**TASK STATEMENT**
Can you pull out each line of the data below that includes the word "https"?

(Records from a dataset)

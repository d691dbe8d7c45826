use std::{env, path::PathBuf, str::FromStr, time::Duration};

use anyhow::Result;
use config::{Config as config_config, File as config_file};
use serde::{Deserialize, Serialize};

pub mod code_file;

const CONFIG_PATH: &str = "app.json";

/// 程式的設定值，啟動時讀取一次後以參數的方式傳給各個元件
#[derive(Serialize, Deserialize, Default, Debug, Clone)]
pub struct App {
    #[serde(default)]
    pub watch: Watch,
    #[serde(default)]
    pub upstream: Upstream,
    #[serde(default)]
    pub sqlite: Sqlite,
    #[serde(default)]
    pub export: Export,
}

const QUOTE_CODE_FILE: &str = "QUOTE_CODE_FILE";
const QUOTE_POLL_INTERVAL_SECS: &str = "QUOTE_POLL_INTERVAL_SECS";
const QUOTE_COLOR: &str = "QUOTE_COLOR";

#[derive(Serialize, Deserialize, Debug, Clone)]
#[serde(default)]
pub struct Watch {
    /// 存放 token 與股票清單的文字檔
    pub code_file: String,
    /// 每一輪報價之間的間隔秒數
    pub poll_interval_secs: u64,
    /// 漲跌以紅綠色顯示
    pub color: bool,
}

impl Default for Watch {
    fn default() -> Self {
        Watch {
            code_file: "code.txt".to_string(),
            poll_interval_secs: 5,
            color: true,
        }
    }
}

impl Watch {
    pub fn poll_interval(&self) -> Duration {
        Duration::from_secs(self.poll_interval_secs.max(1))
    }

    pub fn code_file_path(&self) -> PathBuf {
        PathBuf::from(&self.code_file)
    }
}

const QUOTE_KLINE_URL: &str = "QUOTE_KLINE_URL";
const QUOTE_FUNDAMENTALS_URL: &str = "QUOTE_FUNDAMENTALS_URL";
const QUOTE_REQUEST_TIMEOUT_SECS: &str = "QUOTE_REQUEST_TIMEOUT_SECS";

#[derive(Serialize, Deserialize, Debug, Clone)]
#[serde(default)]
pub struct Upstream {
    /// 個股 K 線報價的網址
    pub kline_url: String,
    /// ETF 基本面報價的網址
    pub fundamentals_url: String,
    /// 單次請求的逾時秒數
    pub request_timeout_secs: u64,
}

impl Default for Upstream {
    fn default() -> Self {
        Upstream {
            kline_url: "https://qas.sylapp.cn/api/v30/busi".to_string(),
            fundamentals_url:
                "https://hq.chongnengjihua.com/rjhy-gmg-quote/api/1/stock/getastockfundamentals"
                    .to_string(),
            request_timeout_secs: 10,
        }
    }
}

impl Upstream {
    pub fn request_timeout(&self) -> Duration {
        Duration::from_secs(self.request_timeout_secs.max(1))
    }
}

const QUOTE_SQLITE_PATH: &str = "QUOTE_SQLITE_PATH";

#[derive(Serialize, Deserialize, Debug, Clone)]
#[serde(default)]
pub struct Sqlite {
    pub path: String,
}

impl Default for Sqlite {
    fn default() -> Self {
        Sqlite {
            path: "db/stock.db".to_string(),
        }
    }
}

const QUOTE_EXPORT_DIR: &str = "QUOTE_EXPORT_DIR";

#[derive(Serialize, Deserialize, Debug, Clone)]
#[serde(default)]
pub struct Export {
    /// 匯出檔案的目錄
    pub dir: String,
    /// 報表第一列的大標題
    pub title: String,
}

impl Default for Export {
    fn default() -> Self {
        Export {
            dir: "file".to_string(),
            title: "财报数据".to_string(),
        }
    }
}

impl App {
    /// 有 app.json 就從檔案讀取，沒有就用預設值，最後再以 env 覆蓋
    pub fn get() -> Result<Self> {
        let config_path = config_path();
        if config_path.exists() {
            let config: App = config_config::builder()
                .add_source(config_file::from(config_path))
                .build()?
                .try_deserialize()?;
            return Ok(config.override_with_env());
        }

        Ok(App::default().override_with_env())
    }

    /// 將來至於 env 的設定值覆蓋掉 json 上的設定值
    fn override_with_env(mut self) -> Self {
        if let Ok(code_file) = env::var(QUOTE_CODE_FILE) {
            self.watch.code_file = code_file;
        }

        if let Ok(secs) = env::var(QUOTE_POLL_INTERVAL_SECS) {
            self.watch.poll_interval_secs =
                u64::from_str(&secs).unwrap_or(self.watch.poll_interval_secs);
        }

        if let Ok(color) = env::var(QUOTE_COLOR) {
            self.watch.color = bool::from_str(&color).unwrap_or(self.watch.color);
        }

        if let Ok(url) = env::var(QUOTE_KLINE_URL) {
            self.upstream.kline_url = url;
        }

        if let Ok(url) = env::var(QUOTE_FUNDAMENTALS_URL) {
            self.upstream.fundamentals_url = url;
        }

        if let Ok(secs) = env::var(QUOTE_REQUEST_TIMEOUT_SECS) {
            self.upstream.request_timeout_secs =
                u64::from_str(&secs).unwrap_or(self.upstream.request_timeout_secs);
        }

        if let Ok(path) = env::var(QUOTE_SQLITE_PATH) {
            self.sqlite.path = path;
        }

        if let Ok(dir) = env::var(QUOTE_EXPORT_DIR) {
            self.export.dir = dir;
        }

        self
    }
}

/// 回傳設定檔的路徑
fn config_path() -> PathBuf {
    PathBuf::from(CONFIG_PATH)
}

#[cfg(test)]
mod tests {
    use super::*;

    #[test]
    fn test_default() {
        let app = App::default();

        assert_eq!(app.watch.code_file, "code.txt");
        assert_eq!(app.watch.poll_interval(), Duration::from_secs(5));
        assert_eq!(app.upstream.request_timeout(), Duration::from_secs(10));
        assert_eq!(app.sqlite.path, "db/stock.db");
        assert_eq!(app.export.dir, "file");
    }

    #[test]
    fn test_deserialize_partial_json() {
        let app: App = serde_json::from_str(
            r#"{"watch":{"poll_interval_secs":30},"sqlite":{"path":"/tmp/q.db"}}"#,
        )
        .unwrap();

        assert_eq!(app.watch.poll_interval_secs, 30);
        assert_eq!(app.watch.code_file, "code.txt");
        assert!(app.watch.color);
        assert_eq!(app.sqlite.path, "/tmp/q.db");
        assert_eq!(app.upstream.request_timeout_secs, 10);
    }

    #[test]
    fn test_zero_interval_is_clamped() {
        let watch = Watch {
            poll_interval_secs: 0,
            ..Default::default()
        };

        assert_eq!(watch.poll_interval(), Duration::from_secs(1));
    }
}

**SOLVED EXERCISE**
            kline_url: "https://qas.sylapp.cn/api/v30/busi".to_string(),
                "https://hq.chongnengjihua.com/rjhy-gmg-quote/api/1/stock/getastockfundamentals"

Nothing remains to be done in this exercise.